◆ **Exercise objective**
Which lines of the records below contain the word "sources"? Report each of them in full.

◆ **Data for the task**
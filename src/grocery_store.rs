//! # Grocery List Store
//!
//! Owns the persisted grocery list and implements the mutation protocol the
//! UI calls into. Every operation loads the list, applies one change and saves
//! it back; callers are expected to issue one operation at a time.
//!
//! Adding a recipe rebuilds the whole list from the retained per-recipe
//! contributions instead of patching totals, so re-adding a recipe replaces
//! its earlier contributions rather than double-counting them.

use crate::aggregator::Aggregator;
use crate::errors::GroceryError;
use crate::grocery_model::{AggregationEntry, GroceryItem, Ingredient};
use crate::name_normalizer::{NaiveDepluralizer, NameNormalizer};
use crate::recipe_source::RecipeSource;
use crate::storage::{load_list, save_list, ListStorage};
use std::collections::{HashMap, HashSet};
use tracing::{debug, info, warn};

/// Persisted grocery list with recipe-level add and remove
pub struct GroceryListStore<S, R, N: NameNormalizer = NaiveDepluralizer> {
    storage: S,
    recipes: R,
    aggregator: Aggregator<N>,
    storage_key: String,
}

impl<S: ListStorage, R: RecipeSource> GroceryListStore<S, R, NaiveDepluralizer> {
    /// Create a store with the default aggregator
    pub fn new(storage: S, recipes: R, storage_key: &str) -> Self {
        Self::with_aggregator(storage, recipes, storage_key, Aggregator::new())
    }
}

impl<S: ListStorage, R: RecipeSource, N: NameNormalizer> GroceryListStore<S, R, N> {
    /// Create a store with a custom aggregator
    pub fn with_aggregator(
        storage: S,
        recipes: R,
        storage_key: &str,
        aggregator: Aggregator<N>,
    ) -> Self {
        Self {
            storage,
            recipes,
            aggregator,
            storage_key: storage_key.to_string(),
        }
    }

    pub fn storage(&self) -> &S {
        &self.storage
    }

    pub fn storage_key(&self) -> &str {
        &self.storage_key
    }

    /// The current list; empty if nothing is stored or the blob is unreadable
    pub async fn get_list(&self) -> Vec<GroceryItem> {
        load_list(&self.storage, &self.storage_key).await
    }

    async fn save(&self, items: &[GroceryItem]) -> Result<(), GroceryError> {
        save_list(&self.storage, &self.storage_key, items).await
    }

    /// Look up a recipe and merge its ingredients into the list.
    ///
    /// An unknown recipe leaves the list untouched.
    pub async fn add_recipe(&self, recipe_id: &str) -> Result<(), GroceryError> {
        let Some(recipe) = self.recipes.get_ingredients(recipe_id).await? else {
            warn!(recipe_id, "Recipe not found, list unchanged");
            return Ok(());
        };

        self.add_recipe_ingredients(recipe_id, &recipe.title, &recipe.ingredients)
            .await
    }

    /// Merge a recipe's ingredients into the list, replacing any earlier
    /// contributions from the same recipe.
    pub async fn add_recipe_ingredients(
        &self,
        recipe_id: &str,
        recipe_title: &str,
        ingredients: &[Ingredient],
    ) -> Result<(), GroceryError> {
        let previous = self.get_list().await;
        let items = self.rebuild_with_recipe(&previous, recipe_id, recipe_title, ingredients);

        info!(
            recipe_id,
            ingredient_count = ingredients.len(),
            item_count = items.len(),
            "Added recipe to grocery list"
        );
        self.save(&items).await
    }

    /// Withdraw every contribution from a recipe
    pub async fn remove_recipe(&self, recipe_id: &str) -> Result<(), GroceryError> {
        let previous = self.get_list().await;
        let before = previous.len();
        let items = self.without_recipe(previous, recipe_id);

        info!(
            recipe_id,
            removed_items = before - items.len(),
            item_count = items.len(),
            "Removed recipe from grocery list"
        );
        self.save(&items).await
    }

    /// Flip the checked flag of one item; unknown ids are ignored
    pub async fn toggle_checked(&self, item_id: &str) -> Result<(), GroceryError> {
        let mut items = self.get_list().await;
        let Some(item) = items.iter_mut().find(|i| i.id == item_id) else {
            debug!(item_id, "Toggle on unknown item ignored");
            return Ok(());
        };

        item.checked = !item.checked;
        debug!(item_id, checked = item.checked, "Toggled item");
        self.save(&items).await
    }

    /// Delete one item; unknown ids are ignored
    pub async fn remove_item(&self, item_id: &str) -> Result<(), GroceryError> {
        let mut items = self.get_list().await;
        let before = items.len();
        items.retain(|i| i.id != item_id);

        if items.len() == before {
            debug!(item_id, "Remove on unknown item ignored");
            return Ok(());
        }

        debug!(item_id, "Removed item");
        self.save(&items).await
    }

    /// Delete every checked item
    pub async fn clear_checked(&self) -> Result<(), GroceryError> {
        let mut items = self.get_list().await;
        let before = items.len();
        items.retain(|i| !i.checked);

        info!(cleared = before - items.len(), "Cleared checked items");
        self.save(&items).await
    }

    /// Empty the list
    pub async fn clear_all(&self) -> Result<(), GroceryError> {
        info!("Clearing grocery list");
        self.save(&[]).await
    }

    /// Whether any item carries a contribution from `recipe_id`
    pub async fn is_recipe_in_list(&self, recipe_id: &str) -> bool {
        self.get_list()
            .await
            .iter()
            .any(|item| item.has_source(recipe_id))
    }

    /// Rebuild the list from every contribution not owned by `recipe_id`
    /// plus the recipe's new ingredients.
    ///
    /// Checked state, id and `added_at` follow the normalized name from the
    /// previous list.
    pub fn rebuild_with_recipe(
        &self,
        previous: &[GroceryItem],
        recipe_id: &str,
        recipe_title: &str,
        ingredients: &[Ingredient],
    ) -> Vec<GroceryItem> {
        let mut entries: Vec<AggregationEntry> = previous
            .iter()
            .flat_map(|item| {
                item.sources
                    .iter()
                    .filter(|source| source.recipe_id != recipe_id)
                    .map(|source| AggregationEntry::from_source(&item.name, source))
            })
            .collect();
        entries.extend(
            ingredients
                .iter()
                .map(|ingredient| AggregationEntry::new(ingredient.clone(), recipe_id, recipe_title)),
        );

        let checked_keys: HashSet<String> = previous
            .iter()
            .filter(|item| item.checked)
            .map(|item| self.aggregator.key_for(&item.name))
            .collect();

        let mut identities: HashMap<String, &GroceryItem> = HashMap::new();
        for item in previous {
            identities
                .entry(self.aggregator.key_for(&item.name))
                .or_insert(item);
        }

        let mut items = self.aggregator.aggregate(&entries);
        for item in &mut items {
            let key = self.aggregator.key_for(&item.name);
            if checked_keys.contains(&key) {
                item.checked = true;
            }
            if let Some(earlier) = identities.get(&key) {
                item.id = earlier.id.clone();
                item.added_at = earlier.added_at;
            }
        }

        debug!(
            recipe_id,
            entry_count = entries.len(),
            item_count = items.len(),
            "Rebuilt grocery list"
        );
        items
    }

    /// Drop `recipe_id`'s contributions item by item.
    ///
    /// Items left without sources disappear; items that only shrank are
    /// re-merged from their remaining sources and keep id, checked state and
    /// `added_at`; untouched items are returned as they were.
    pub fn without_recipe(&self, previous: Vec<GroceryItem>, recipe_id: &str) -> Vec<GroceryItem> {
        previous
            .into_iter()
            .filter_map(|item| {
                if !item.has_source(recipe_id) {
                    return Some(item);
                }

                let entries: Vec<AggregationEntry> = item
                    .sources
                    .iter()
                    .filter(|source| source.recipe_id != recipe_id)
                    .map(|source| AggregationEntry::from_source(&item.name, source))
                    .collect();
                if entries.is_empty() {
                    debug!(recipe_id, item = %item.name, "Item lost its last source");
                    return None;
                }

                let merged = self.aggregator.aggregate(&entries).into_iter().next()?;
                Some(GroceryItem {
                    display_quantity: merged.display_quantity,
                    aisle: merged.aisle,
                    sources: merged.sources,
                    ..item
                })
            })
            .collect()
    }
}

◆ **Response to the exercise**
                item.sources
    /// Items left without sources disappear; items that only shrank are
    /// re-merged from their remaining sources and keep id, checked state and
                    .sources
                    sources: merged.sources,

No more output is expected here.